**Exercise directions:** Only the count is wanted here: how many lines of the entries hold the string "itself"?

**Provided records:**
=-=-=-=-=
use axum::extract::{Extension, State};
use axum::http::HeaderMap;
use axum::response::{IntoResponse, Response};
use axum::{debug_handler, Json};
use metrics::counter;
use serde::{Deserialize, Serialize};
use std::sync::Arc;
use std::time::Instant;
use tracing::instrument;

use crate::auth::Principal;
use crate::error::{Error, ErrorDetails};
use crate::extractor::{validate_url, ExtractOptions, VideoMetadata};
use crate::gateway_util::{AppState, AppStateData, StructuredJson};
use crate::rate_limit::RateLimitDecision;
use crate::usage::UsageRecord;

/// Route of the extraction endpoint, as recorded in the usage ledger.
pub const EXTRACT_PATH: &str = "/api/v1/video/extract";

/// The expected payload is a JSON object with the following fields:
#[derive(Debug, Deserialize)]
#[serde(deny_unknown_fields)]
pub struct Params {
    // the video page URL to resolve
    pub url: String,
    // default true
    #[serde(default = "default_extract_metadata")]
    pub extract_metadata: bool,
    // plan-gated, default false
    #[serde(default)]
    pub extract_country: bool,
}

fn default_extract_metadata() -> bool {
    true
}

/// Response envelope for the extraction endpoint. Extraction failures are
/// reported in-body with `success: false` rather than as an HTTP error,
/// since the request itself was valid and billable.
#[derive(Debug, Serialize)]
pub struct ExtractResponse {
    pub success: bool,
    pub video_url: Option<String>,
    pub metadata: Option<VideoMetadata>,
    pub cached: bool,
    /// Remaining monthly allowance as of the quota check, before this
    /// request was counted.
    pub requests_remaining: u64,
    pub process_time_ms: u64,
    pub error: Option<String>,
    pub detail: Option<String>,
}

/// Handler for the POST `/api/v1/video/extract` endpoint.
///
/// Gate order: URL validation, plan entitlement, rate limit, quota. The
/// entitlement check runs before any counter moves, so a request gated by
/// plan leaves no rate, quota, or cache side effects. Every rejection past
/// authentication is billed to the principal with a usage record.
#[instrument(
    name = "extract",
    skip_all,
    fields(url = %params.url, principal_id = %principal.id)
)]
#[debug_handler(state = AppStateData)]
pub async fn extract_handler(
    State(app_state): AppState,
    headers: HeaderMap,
    Extension(principal): Extension<Principal>,
    StructuredJson(params): StructuredJson<Params>,
) -> Result<Response, Error> {
    let started = Instant::now();

    if let Err(error) = validate_url(&params.url) {
        record_rejection(&app_state, &principal, &headers, &params.url, &error).await;
        return Err(error);
    }

    if params.extract_country && !principal.features.country_detection {
        let error = Error::new(ErrorDetails::FeatureNotEntitled {
            feature: "country_detection".to_string(),
            message: "Country detection is only available for Pro and Business plans"
                .to_string(),
        });
        record_rejection(&app_state, &principal, &headers, &params.url, &error).await;
        return Err(error);
    }

    if app_state.config.rate_limit.enabled {
        if let RateLimitDecision::Deny(rate_headers) =
            app_state.rate_limiter.check_and_consume(&principal).await
        {
            let error = Error::new(ErrorDetails::RateLimitExceeded {
                headers: rate_headers,
            });
            record_rejection(&app_state, &principal, &headers, &params.url, &error).await;
            return Err(error);
        }
    }

    // The pre-consumption snapshot is what the response reports; the
    // consume below is not reflected in it
    let mut requests_remaining = 0;
    if app_state.config.quota.enabled {
        let decision = app_state.quota_tracker.check_remaining(&principal).await;
        if !decision.has_quota {
            let error = Error::new(ErrorDetails::QuotaExceeded {
                limit: principal.monthly_quota,
            });
            record_rejection(&app_state, &principal, &headers, &params.url, &error).await;
            return Err(error);
        }
        requests_remaining = decision.remaining;
    }

    let labels = vec![
        ("endpoint", "extract".to_string()),
        ("plan", principal.plan.to_string()),
    ];
    counter!("request_count", &labels).increment(1);

    let options = ExtractOptions {
        want_metadata: params.extract_metadata,
        want_country: params.extract_country,
    };
    let outcome = app_state
        .extraction_cache
        .fetch_or_extract(Arc::clone(&app_state.retrier), &params.url, &options)
        .await;

    let process_time_ms = started.elapsed().as_millis() as u64;

    // Quota is charged once per request whatever the outcome: a cache hit
    // is still a served request, and a failed extraction still spent the
    // compute
    if app_state.config.quota.enabled {
        app_state.quota_tracker.consume(&principal).await;
    }

    let mut record = UsageRecord::new(&principal, EXTRACT_PATH).with_client(&headers);
    record.video_url = Some(params.url.clone());
    record.latency_ms = process_time_ms;

    let body = match outcome {
        Ok((entry, cached)) => {
            if cached {
                tracing::info!(url = %params.url, "cache hit");
            } else {
                tracing::info!(url = %params.url, "extracted");
            }
            record.success = true;
            record.status_code = 200;
            record.cached = cached;
            ExtractResponse {
                success: true,
                video_url: Some(entry.video_url),
                metadata: entry.metadata,
                cached,
                requests_remaining,
                process_time_ms,
                error: None,
                detail: None,
            }
        }
        Err(failure) => {
            tracing::warn!(
                url = %params.url,
                kind = %failure.kind,
                "extraction failed: {}",
                failure.message,
            );
            record.status_code = 400;
            record.error = Some(failure.kind.to_string());
            ExtractResponse {
                success: false,
                video_url: None,
                metadata: None,
                cached: false,
                requests_remaining,
                process_time_ms,
                error: Some(failure.kind.to_string()),
                detail: Some(failure.message),
            }
        }
    };
    app_state.usage_recorder.append(record).await;

    Ok(Json(body).into_response())
}

/// Bill a rejected request to its principal. The rejection itself has
/// already been logged by the error constructor.
async fn record_rejection(
    app_state: &AppStateData,
    principal: &Principal,
    headers: &HeaderMap,
    url: &str,
    error: &Error,
) {
    let mut record = UsageRecord::new(principal, EXTRACT_PATH).with_client(headers);
    record.video_url = Some(url.to_string());
    record.status_code = error.status_code().as_u16();
    record.error = Some(error.kind().to_string());
    app_state.usage_recorder.append(record).await;
}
=-=-=-=-=
**Worked solution:** 2